We have an application created in Web AppBuilder that uses a map with 2 layers.
1.A hosted service layer that our organization controls
2.Another hosted by a third party. (We have permission to use the layer in our application.)
We also have a custom widget, so we downloaded the application and are hosting it ourselves.
Using the proxy (https://github.com/Esri/resource-proxy), our application is able to display both layers without a problem. However, this also means that anyone who knows the application's URL can anonymously access our application, which we don't want.
Our user base has ArcGIS.com logins, which according to the page below, suggests using a named user login.
https://developers.arcgis.com/documentation/core-concepts/security-and-authentication/
However, since our user base does not have a login to the 3rd party layer, it seems like we would have to use an app login combined with our proxy.
I essentially would like to use a named user login to control the login to our application, but once the user has been authenticated, they access the map and data through the proxy.

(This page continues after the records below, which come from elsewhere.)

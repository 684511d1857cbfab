/// Errors that can occur in typed stream I/O.
#[derive(Debug, thiserror::Error)]
pub enum DataError {
    /// The stream ended before the operation completed.
    #[error("stream closed before the operation completed")]
    StreamClosed,

    /// A text value exceeds the 16-bit length prefix.
    #[error("text too long ({len} bytes, max {max})")]
    TextTooLong { len: usize, max: usize },

    /// A blob exceeds the configured maximum size.
    #[error("payload too large ({size} bytes, max {max})")]
    PayloadTooLarge { size: usize, max: usize },

    /// A text value on the stream is not valid UTF-8.
    #[error("text is not valid UTF-8: {0}")]
    InvalidUtf8(#[from] std::string::FromUtf8Error),

    /// An I/O error occurred on the underlying stream.
    #[error("data I/O error: {0}")]
    Io(std::io::Error),
}

impl From<std::io::Error> for DataError {
    fn from(err: std::io::Error) -> Self {
        if err.kind() == std::io::ErrorKind::UnexpectedEof {
            DataError::StreamClosed
        } else {
            DataError::Io(err)
        }
    }
}

pub type Result<T> = std::result::Result<T, DataError>;
use std::path::PathBuf;

use crate::options::Direction;

/// Errors that can occur over a pipe handle's lifecycle.
#[derive(Debug, thiserror::Error)]
pub enum PipeError {
    /// The host platform has no FIFO special files.
    #[error("named pipes are not supported on this platform")]
    UnsupportedPlatform,

    /// The target path exists and neither opening nor overwriting was requested.
    #[error("path already exists: {path}")]
    PathAlreadyExists { path: PathBuf },

    /// The target path exists but is not a FIFO special file.
    #[error("existing entry is not a named pipe: {path}")]
    ExistingEntryNotAPipe { path: PathBuf },

    /// The creation primitive failed to produce a FIFO at the target path.
    #[error("failed to create FIFO at {path}: {source}")]
    CreationFailed {
        path: PathBuf,
        source: std::io::Error,
    },

    /// The creation lock file could not be created or locked.
    #[error("failed to acquire creation lock {path}: {source}")]
    LockUnavailable {
        path: PathBuf,
        source: std::io::Error,
    },

    /// Opening one direction's stream over the FIFO failed.
    #[error("failed to open {direction} stream for {path}: {source}")]
    StreamOpenFailed {
        direction: Direction,
        path: PathBuf,
        source: std::io::Error,
    },

    /// An operation was attempted on a closed handle.
    #[error("pipe handle is closed ({direction} side)")]
    UseAfterClose { direction: Direction },

    /// Removing the filesystem entry during close failed.
    ///
    /// The streams have already been closed when this is reported.
    #[error("failed to delete {path}: {source}")]
    DeletionFailed {
        path: PathBuf,
        source: std::io::Error,
    },

    /// Typed-I/O error on an open stream.
    #[error("data error: {0}")]
    Data(#[from] namedpipe_data::DataError),

    /// An I/O error during teardown.
    #[error("pipe I/O error: {0}")]
    Io(#[from] std::io::Error),
}

pub type Result<T> = std::result::Result<T, PipeError>;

I can provide more details, but I've yet to devise proxy rules or a Web AppBuilder configuration that allows for this.
I've made progress on this and will leave it here in case it helps anyone else.
If you do not have proxy rules in place in your Web AppBuilder config.json file and the proxy's proxy.config to the URL to the underlying Web map, the user will be presented with an ArcGIS.com login prompt upon arriving at your site.